Work task:
When the string "Ordering" appears in a line of the records, show the whole line.

Excerpts from a dataset:
[Start of section]
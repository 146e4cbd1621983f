// ABOUTME: Scripted mock collaborators for testing - desk backend, room relay, host platform.
// ABOUTME: Allows deterministic state-machine tests without a live desk or host platform.

use anyhow::Result;
use async_trait::async_trait;
use std::collections::VecDeque;
use std::sync::atomic::{AtomicBool, AtomicUsize, Ordering};
use std::sync::Mutex;

use crate::desk::{DeskBackend, EndCause, PollOutcome, SessionTokens, Visitor};
use crate::traits::{CountdownSignal, HostAuth, HostPlatform, RoomRelay};

fn lock<T>(mutex: &Mutex<T>) -> std::sync::MutexGuard<'_, T> {
    mutex.lock().unwrap_or_else(|e| e.into_inner())
}

/// Every call a test can assert against the desk.
#[derive(Debug, Clone, PartialEq)]
pub enum DeskCall {
    CreateSession,
    RequestChat { visitor_name: String },
    Poll,
    SendMessage { text: String },
    EndSession { cause: EndCause },
    SetTyping { typing: bool },
    SneakPeek { text: String },
}

enum ScriptedPoll {
    Outcome(PollOutcome),
    /// Outcome delivered after a delay, like a long poll held open briefly
    Delayed(PollOutcome, u64),
    /// Simulates a long poll the desk holds open indefinitely
    Hang,
}

/// Mock desk backend driven by a scripted queue of poll outcomes.
///
/// Each `poll_events` call consumes the next scripted outcome; an exhausted
/// script returns `SessionExpired` so a runaway loop terminates
/// deterministically instead of spinning.
pub struct MockDesk {
    poll_script: Mutex<VecDeque<ScriptedPoll>>,
    calls: Mutex<Vec<DeskCall>>,
    fail_create: AtomicBool,
    fail_request: AtomicBool,
    fail_send: AtomicBool,
}

impl Default for MockDesk {
    fn default() -> Self {
        Self::new()
    }
}

impl MockDesk {
    pub fn new() -> Self {
        Self {
            poll_script: Mutex::new(VecDeque::new()),
            calls: Mutex::new(Vec::new()),
            fail_create: AtomicBool::new(false),
            fail_request: AtomicBool::new(false),
            fail_send: AtomicBool::new(false),
        }
    }

    /// Append one poll outcome to the script.
    pub fn with_poll(self, outcome: PollOutcome) -> Self {
        lock(&self.poll_script).push_back(ScriptedPoll::Outcome(outcome));
        self
    }

    /// Append a poll whose outcome arrives only after `delay_ms`.
    /// Useful for racing external actors against a poll in flight.
    pub fn with_poll_delayed(self, outcome: PollOutcome, delay_ms: u64) -> Self {
        lock(&self.poll_script).push_back(ScriptedPoll::Delayed(outcome, delay_ms));
        self
    }

    /// Append a poll the desk never answers (a held-open long poll).
    /// Useful for exercising timers while the loop is suspended.
    pub fn with_poll_hang(self) -> Self {
        lock(&self.poll_script).push_back(ScriptedPoll::Hang);
        self
    }

    /// Make `create_session` fail with a transport error.
    pub fn fail_create_session(self) -> Self {
        self.fail_create.store(true, Ordering::SeqCst);
        self
    }

    /// Make `request_chat` fail with a transport error.
    pub fn fail_request_chat(self) -> Self {
        self.fail_request.store(true, Ordering::SeqCst);
        self
    }

    /// Make `send_visitor_message` fail.
    pub fn fail_send_message(self) -> Self {
        self.fail_send.store(true, Ordering::SeqCst);
        self
    }

    /// The tokens this mock hands out.
    pub fn tokens() -> SessionTokens {
        SessionTokens {
            session_id: "mock-session".to_string(),
            affinity_token: "mock-affinity".to_string(),
            session_key: "mock-key".to_string(),
        }
    }

    pub fn calls(&self) -> Vec<DeskCall> {
        lock(&self.calls).clone()
    }

    pub fn poll_count(&self) -> usize {
        lock(&self.calls)
            .iter()
            .filter(|c| matches!(c, DeskCall::Poll))
            .count()
    }

    pub fn end_causes(&self) -> Vec<EndCause> {
        lock(&self.calls)
            .iter()
            .filter_map(|c| match c {
                DeskCall::EndSession { cause } => Some(*cause),
                _ => None,
            })
            .collect()
    }

    fn record(&self, call: DeskCall) {
        lock(&self.calls).push(call);
    }
}

#[async_trait]
impl DeskBackend for MockDesk {
    async fn create_session(&self) -> Result<SessionTokens> {
        self.record(DeskCall::CreateSession);
        if self.fail_create.load(Ordering::SeqCst) {
            anyhow::bail!("mock: desk unreachable");
        }
        Ok(Self::tokens())
    }

    async fn request_chat(&self, _tokens: &SessionTokens, visitor: &Visitor) -> Result<()> {
        self.record(DeskCall::RequestChat {
            visitor_name: visitor.name.clone(),
        });
        if self.fail_request.load(Ordering::SeqCst) {
            anyhow::bail!("mock: chat request refused");
        }
        Ok(())
    }

    async fn poll_events(&self, _tokens: &SessionTokens) -> PollOutcome {
        self.record(DeskCall::Poll);
        let scripted = lock(&self.poll_script).pop_front();
        match scripted {
            Some(ScriptedPoll::Outcome(outcome)) => outcome,
            Some(ScriptedPoll::Delayed(outcome, delay_ms)) => {
                tokio::time::sleep(std::time::Duration::from_millis(delay_ms)).await;
                outcome
            }
            Some(ScriptedPoll::Hang) => std::future::pending().await,
            None => PollOutcome::SessionExpired,
        }
    }

    async fn send_visitor_message(&self, _tokens: &SessionTokens, text: &str) -> Result<()> {
        self.record(DeskCall::SendMessage {
            text: text.to_string(),
        });
        if self.fail_send.load(Ordering::SeqCst) {
            anyhow::bail!("mock: message rejected");
        }
        Ok(())
    }

    async fn end_session(&self, _tokens: &SessionTokens, cause: EndCause) -> Result<()> {
        self.record(DeskCall::EndSession { cause });
        Ok(())
    }

    async fn set_typing(&self, _tokens: &SessionTokens, is_typing: bool) -> Result<()> {
        self.record(DeskCall::SetTyping { typing: is_typing });
        Ok(())
    }

    async fn set_sneak_peek(&self, _tokens: &SessionTokens, text: &str) -> Result<()> {
        self.record(DeskCall::SneakPeek {
            text: text.to_string(),
        });
        Ok(())
    }
}

/// Recording relay: captures everything sent toward the visitor room.
#[derive(Default)]
pub struct MockRelay {
    texts: Mutex<Vec<(String, String)>>,
    notices: Mutex<Vec<(String, String)>>,
    typing: Mutex<Vec<(String, bool)>>,
    countdowns: Mutex<Vec<(String, CountdownSignal)>>,
}

impl MockRelay {
    pub fn new() -> Self {
        Self::default()
    }

    /// Visitor-visible texts sent to a room, in order.
    pub fn texts_for(&self, room_id: &str) -> Vec<String> {
        lock(&self.texts)
            .iter()
            .filter(|(room, _)| room == room_id)
            .map(|(_, text)| text.clone())
            .collect()
    }

    pub fn notices_for(&self, room_id: &str) -> Vec<String> {
        lock(&self.notices)
            .iter()
            .filter(|(room, _)| room == room_id)
            .map(|(_, text)| text.clone())
            .collect()
    }

    pub fn typing_for(&self, room_id: &str) -> Vec<bool> {
        lock(&self.typing)
            .iter()
            .filter(|(room, _)| room == room_id)
            .map(|(_, typing)| *typing)
            .collect()
    }

    pub fn countdowns_for(&self, room_id: &str) -> Vec<CountdownSignal> {
        lock(&self.countdowns)
            .iter()
            .filter(|(room, _)| room == room_id)
            .map(|(_, signal)| *signal)
            .collect()
    }
}

#[async_trait]
impl RoomRelay for MockRelay {
    async fn send_text(&self, room_id: &str, text: &str) -> Result<()> {
        lock(&self.texts).push((room_id.to_string(), text.to_string()));
        Ok(())
    }

    async fn send_notice(&self, room_id: &str, text: &str) -> Result<()> {
        lock(&self.notices).push((room_id.to_string(), text.to_string()));
        Ok(())
    }

    async fn set_typing(&self, room_id: &str, typing: bool) -> Result<()> {
        lock(&self.typing).push((room_id.to_string(), typing));
        Ok(())
    }

    async fn signal_countdown(&self, room_id: &str, signal: CountdownSignal) -> Result<()> {
        lock(&self.countdowns).push((room_id.to_string(), signal));
        Ok(())
    }
}

/// Recording host platform with optional login failure.
#[derive(Default)]
pub struct MockHost {
    login_count: AtomicUsize,
    fail_login: AtomicBool,
    job_counter: AtomicUsize,
    presence: Mutex<Vec<String>>,
    transfers: Mutex<Vec<(String, String)>>,
    fields: Mutex<Vec<(String, String, String)>>,
    closed: Mutex<Vec<(String, String)>>,
    scheduled: Mutex<Vec<(String, String, u64)>>,
    cancelled: Mutex<Vec<String>>,
}

impl MockHost {
    pub fn new() -> Self {
        Self::default()
    }

    pub fn fail_login(self) -> Self {
        self.fail_login.store(true, Ordering::SeqCst);
        self
    }

    pub fn login_count(&self) -> usize {
        self.login_count.load(Ordering::SeqCst)
    }

    pub fn presence_updates(&self) -> Vec<String> {
        lock(&self.presence).clone()
    }

    pub fn transfers(&self) -> Vec<(String, String)> {
        lock(&self.transfers).clone()
    }

    pub fn fields(&self) -> Vec<(String, String, String)> {
        lock(&self.fields).clone()
    }

    pub fn closed_rooms(&self) -> Vec<(String, String)> {
        lock(&self.closed).clone()
    }

    /// Scheduled one-shot jobs as (job_id, room_id, delay_secs).
    pub fn scheduled_jobs(&self) -> Vec<(String, String, u64)> {
        lock(&self.scheduled).clone()
    }

    pub fn cancelled_jobs(&self) -> Vec<String> {
        lock(&self.cancelled).clone()
    }
}

#[async_trait]
impl HostPlatform for MockHost {
    async fn login(&self) -> Result<HostAuth> {
        self.login_count.fetch_add(1, Ordering::SeqCst);
        if self.fail_login.load(Ordering::SeqCst) {
            anyhow::bail!("mock: login rejected");
        }
        Ok(HostAuth {
            token: "mock-token".to_string(),
            user_id: "mock-bot".to_string(),
        })
    }

    async fn set_presence(&self, _auth: &HostAuth, status: &str) -> Result<()> {
        lock(&self.presence).push(status.to_string());
        Ok(())
    }

    async fn transfer_room(&self, room_id: &str, department: &str) -> Result<()> {
        lock(&self.transfers).push((room_id.to_string(), department.to_string()));
        Ok(())
    }

    async fn set_room_field(&self, room_id: &str, key: &str, value: &str) -> Result<()> {
        lock(&self.fields).push((room_id.to_string(), key.to_string(), value.to_string()));
        Ok(())
    }

    async fn close_room(&self, room_id: &str, comment: &str) -> Result<()> {
        lock(&self.closed).push((room_id.to_string(), comment.to_string()));
        Ok(())
    }

    async fn schedule_job(&self, room_id: &str, delay_secs: u64) -> Result<String> {
        let job_id = format!("mock-job-{}", self.job_counter.fetch_add(1, Ordering::SeqCst));
        lock(&self.scheduled).push((job_id.clone(), room_id.to_string(), delay_secs));
        Ok(job_id)
    }

    async fn cancel_job(&self, job_id: &str) -> Result<()> {
        lock(&self.cancelled).push(job_id.to_string());
        Ok(())
    }
}

/// Convenience: wrap pre-parsed events as a poll outcome.
pub fn events(events: Vec<crate::events::PollEvent>) -> PollOutcome {
    PollOutcome::Events(events)
}

/// Convenience: a poll outcome parsed from a raw JSON body, the way the
/// real desk client produces it.
pub fn events_from_json(body: serde_json::Value) -> PollOutcome {
    PollOutcome::Events(crate::events::parse_poll_body(&body))
}
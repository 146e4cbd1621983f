// ABOUTME: Tests for the reqwest desk client against a wiremock server
// ABOUTME: Validates status mapping (204/409/403), header attachment, and defensive body parsing

use serde_json::json;
use wiremock::matchers::{body_partial_json, header, method, path};
use wiremock::{Mock, MockServer, ResponseTemplate};

use tether_core::config::DeskConfig;
use tether_core::desk::{DeskBackend, EndCause, HttpDesk, PollOutcome, SessionTokens};
use tether_core::events::PollEvent;

fn desk_for(server: &MockServer) -> HttpDesk {
    let config = DeskConfig {
        base_url: server.uri(),
        org_id: "00Dtest".to_string(),
        deployment_id: "572test".to_string(),
        button_id: "573test".to_string(),
        api_version: "34".to_string(),
        sneak_peek_enabled: false,
    };
    HttpDesk::new(config).expect("client builds")
}

fn tokens() -> SessionTokens {
    SessionTokens {
        session_id: "sid".to_string(),
        affinity_token: "aff".to_string(),
        session_key: "key".to_string(),
    }
}

#[tokio::test]
async fn create_session_parses_tokens_and_sends_version_header() {
    let server = MockServer::start().await;
    Mock::given(method("GET"))
        .and(path("/chat/rest/System/SessionId"))
        .and(header("X-LIVEAGENT-API-VERSION", "34"))
        .and(header("X-LIVEAGENT-AFFINITY", "null"))
        .respond_with(ResponseTemplate::new(200).set_body_json(json!({
            "id": "session-1",
            "affinityToken": "affinity-1",
            "key": "key-1",
        })))
        .expect(1)
        .mount(&server)
        .await;

    let desk = desk_for(&server);
    let tokens = desk.create_session().await.unwrap();
    assert_eq!(tokens.session_id, "session-1");
    assert_eq!(tokens.affinity_token, "affinity-1");
    assert_eq!(tokens.session_key, "key-1");
}

#[tokio::test]
async fn create_session_rejects_payload_missing_required_fields() {
    let server = MockServer::start().await;
    Mock::given(method("GET"))
        .and(path("/chat/rest/System/SessionId"))
        .respond_with(ResponseTemplate::new(200).set_body_json(json!({
            "id": "session-1",
            // affinityToken and key absent
        })))
        .mount(&server)
        .await;

    let desk = desk_for(&server);
    let err = desk.create_session().await.unwrap_err();
    assert!(err.to_string().contains("affinityToken"));
}

#[tokio::test]
async fn poll_maps_204_and_409_to_empty_retry() {
    for status in [204u16, 409] {
        let server = MockServer::start().await;
        Mock::given(method("GET"))
            .and(path("/chat/rest/System/Messages"))
            .and(header("X-LIVEAGENT-AFFINITY", "aff"))
            .and(header("X-LIVEAGENT-SESSION-KEY", "key"))
            .respond_with(ResponseTemplate::new(status))
            .mount(&server)
            .await;

        let desk = desk_for(&server);
        let outcome = desk.poll_events(&tokens()).await;
        assert!(
            matches!(outcome, PollOutcome::EmptyRetry),
            "HTTP {} must map to EmptyRetry, got {:?}",
            status,
            outcome
        );
    }
}

#[tokio::test]
async fn poll_maps_403_to_session_expired() {
    let server = MockServer::start().await;
    Mock::given(method("GET"))
        .and(path("/chat/rest/System/Messages"))
        .respond_with(ResponseTemplate::new(403))
        .mount(&server)
        .await;

    let desk = desk_for(&server);
    assert!(matches!(
        desk.poll_events(&tokens()).await,
        PollOutcome::SessionExpired
    ));
}

#[tokio::test]
async fn poll_parses_events_in_order() {
    let server = MockServer::start().await;
    Mock::given(method("GET"))
        .and(path("/chat/rest/System/Messages"))
        .respond_with(ResponseTemplate::new(200).set_body_json(json!({
            "messages": [
                {"type": "ChatEstablished", "message": {}},
                {"type": "ChatMessage", "message": {"text": "hi there"}},
            ],
            "sequence": 1,
        })))
        .mount(&server)
        .await;

    let desk = desk_for(&server);
    match desk.poll_events(&tokens()).await {
        PollOutcome::Events(events) => {
            assert_eq!(
                events,
                vec![
                    PollEvent::ChatEstablished,
                    PollEvent::ChatMessage {
                        text: "hi there".to_string()
                    }
                ]
            );
        }
        other => panic!("expected Events, got {:?}", other),
    }
}

#[tokio::test]
async fn poll_with_unparseable_body_yields_no_events_not_a_crash() {
    let server = MockServer::start().await;
    Mock::given(method("GET"))
        .and(path("/chat/rest/System/Messages"))
        .respond_with(ResponseTemplate::new(200).set_body_string("this is not json"))
        .mount(&server)
        .await;

    let desk = desk_for(&server);
    match desk.poll_events(&tokens()).await {
        PollOutcome::Events(events) => assert!(events.is_empty()),
        other => panic!("expected empty Events, got {:?}", other),
    }
}

#[tokio::test]
async fn poll_maps_server_errors_to_transport_error() {
    let server = MockServer::start().await;
    Mock::given(method("GET"))
        .and(path("/chat/rest/System/Messages"))
        .respond_with(ResponseTemplate::new(500))
        .mount(&server)
        .await;

    let desk = desk_for(&server);
    assert!(matches!(
        desk.poll_events(&tokens()).await,
        PollOutcome::TransportError(_)
    ));
}

#[tokio::test]
async fn request_chat_posts_identity_and_prechat_fields() {
    let server = MockServer::start().await;
    Mock::given(method("POST"))
        .and(path("/chat/rest/Chasitor/ChasitorInit"))
        .and(header("X-LIVEAGENT-AFFINITY", "aff"))
        .and(body_partial_json(json!({
            "organizationId": "00Dtest",
            "deploymentId": "572test",
            "buttonId": "573test",
            "sessionId": "sid",
            "visitorName": "Ada",
        })))
        .respond_with(ResponseTemplate::new(200))
        .expect(1)
        .mount(&server)
        .await;

    let desk = desk_for(&server);
    let visitor = tether_core::desk::Visitor {
        name: "Ada".to_string(),
        email: Some("ada@example.com".to_string()),
    };
    desk.request_chat(&tokens(), &visitor).await.unwrap();
}

#[tokio::test]
async fn end_session_forwards_the_cause_tag() {
    let server = MockServer::start().await;
    Mock::given(method("POST"))
        .and(path("/chat/rest/Chasitor/ChatEnd"))
        .and(body_partial_json(json!({"reason": "idle_timeout"})))
        .respond_with(ResponseTemplate::new(200))
        .expect(1)
        .mount(&server)
        .await;

    let desk = desk_for(&server);
    desk.end_session(&tokens(), EndCause::IdleTimeout)
        .await
        .unwrap();
}

#[tokio::test]
async fn rejected_one_shot_calls_surface_the_status() {
    let server = MockServer::start().await;
    Mock::given(method("POST"))
        .and(path("/chat/rest/Chasitor/ChatMessage"))
        .respond_with(ResponseTemplate::new(503))
        .mount(&server)
        .await;

    let desk = desk_for(&server);
    let err = desk
        .send_visitor_message(&tokens(), "hello")
        .await
        .unwrap_err();
    assert!(err.to_string().contains("503"));
}

#[tokio::test]
async fn typing_and_sneak_peek_hit_their_own_endpoints() {
    let server = MockServer::start().await;
    Mock::given(method("POST"))
        .and(path("/chat/rest/Chasitor/ChasitorTyping"))
        .respond_with(ResponseTemplate::new(200))
        .expect(1)
        .mount(&server)
        .await;
    Mock::given(method("POST"))
        .and(path("/chat/rest/Chasitor/ChasitorNotTyping"))
        .respond_with(ResponseTemplate::new(200))
        .expect(1)
        .mount(&server)
        .await;
    Mock::given(method("POST"))
        .and(path("/chat/rest/Chasitor/ChasitorSneakPeek"))
        .and(body_partial_json(json!({"text": "typing this ri"})))
        .respond_with(ResponseTemplate::new(200))
        .expect(1)
        .mount(&server)
        .await;

    let desk = desk_for(&server);
    desk.set_typing(&tokens(), true).await.unwrap();
    desk.set_typing(&tokens(), false).await.unwrap();
    desk.set_sneak_peek(&tokens(), "typing this ri").await.unwrap();
}
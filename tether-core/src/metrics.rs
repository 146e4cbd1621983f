// ABOUTME: Prometheus metrics helpers for session lifecycle, polling, and relay activity
// ABOUTME: Thin wrappers so call sites stay one-liners and metric names live in one place

use anyhow::{Context, Result};
use metrics::{counter, describe_counter, describe_gauge, gauge};
use metrics_exporter_prometheus::{PrometheusBuilder, PrometheusHandle};

/// Install the Prometheus recorder and describe all metrics.
/// Call once at startup; the handle renders the /metrics text format.
pub fn init_metrics() -> Result<PrometheusHandle> {
    let handle = PrometheusBuilder::new()
        .install_recorder()
        .context("Failed to install Prometheus recorder")?;

    describe_counter!(
        "tether_sessions_started_total",
        "Desk session attempts initiated by visitors"
    );
    describe_counter!(
        "tether_sessions_established_total",
        "Desk sessions accepted by a human agent"
    );
    describe_counter!(
        "tether_sessions_failed_total",
        "Desk session attempts that ended without an agent"
    );
    describe_counter!("tether_polls_total", "Long-poll round trips by outcome");
    describe_counter!(
        "tether_messages_relayed_total",
        "Messages relayed between visitor room and desk, by direction"
    );
    describe_counter!(
        "tether_idle_timeouts_fired_total",
        "Chats closed by the inactivity timeout"
    );
    describe_counter!(
        "tether_handoff_errors_total",
        "Non-fatal host platform failures during hand-off"
    );
    describe_gauge!("tether_active_sessions", "Live desk sessions right now");

    Ok(handle)
}

pub fn record_session_started() {
    counter!("tether_sessions_started_total").increment(1);
}

pub fn record_session_established() {
    counter!("tether_sessions_established_total").increment(1);
}

pub fn record_session_failed(reason: &str) {
    counter!("tether_sessions_failed_total", "reason" => reason.to_string()).increment(1);
}

pub fn record_poll(outcome: &'static str) {
    counter!("tether_polls_total", "outcome" => outcome).increment(1);
}

pub fn record_message_relayed(direction: &'static str) {
    counter!("tether_messages_relayed_total", "direction" => direction).increment(1);
}

pub fn record_idle_timeout_fired() {
    counter!("tether_idle_timeouts_fired_total").increment(1);
}

pub fn record_handoff_error(stage: &'static str) {
    counter!("tether_handoff_errors_total", "stage" => stage).increment(1);
}

pub fn set_active_sessions(count: u64) {
    gauge!("tether_active_sessions").set(count as f64);
}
[End of section]
Task solution:
use std::sync::atomic::{AtomicBool, AtomicUsize, Ordering};
        self.fail_create.store(true, Ordering::SeqCst);
        self.fail_request.store(true, Ordering::SeqCst);
        self.fail_send.store(true, Ordering::SeqCst);
        if self.fail_create.load(Ordering::SeqCst) {
        if self.fail_request.load(Ordering::SeqCst) {
        if self.fail_send.load(Ordering::SeqCst) {
        self.fail_login.store(true, Ordering::SeqCst);
        self.login_count.load(Ordering::SeqCst)
        self.login_count.fetch_add(1, Ordering::SeqCst);
        if self.fail_login.load(Ordering::SeqCst) {
        let job_id = format!("mock-job-{}", self.job_counter.fetch_add(1, Ordering::SeqCst));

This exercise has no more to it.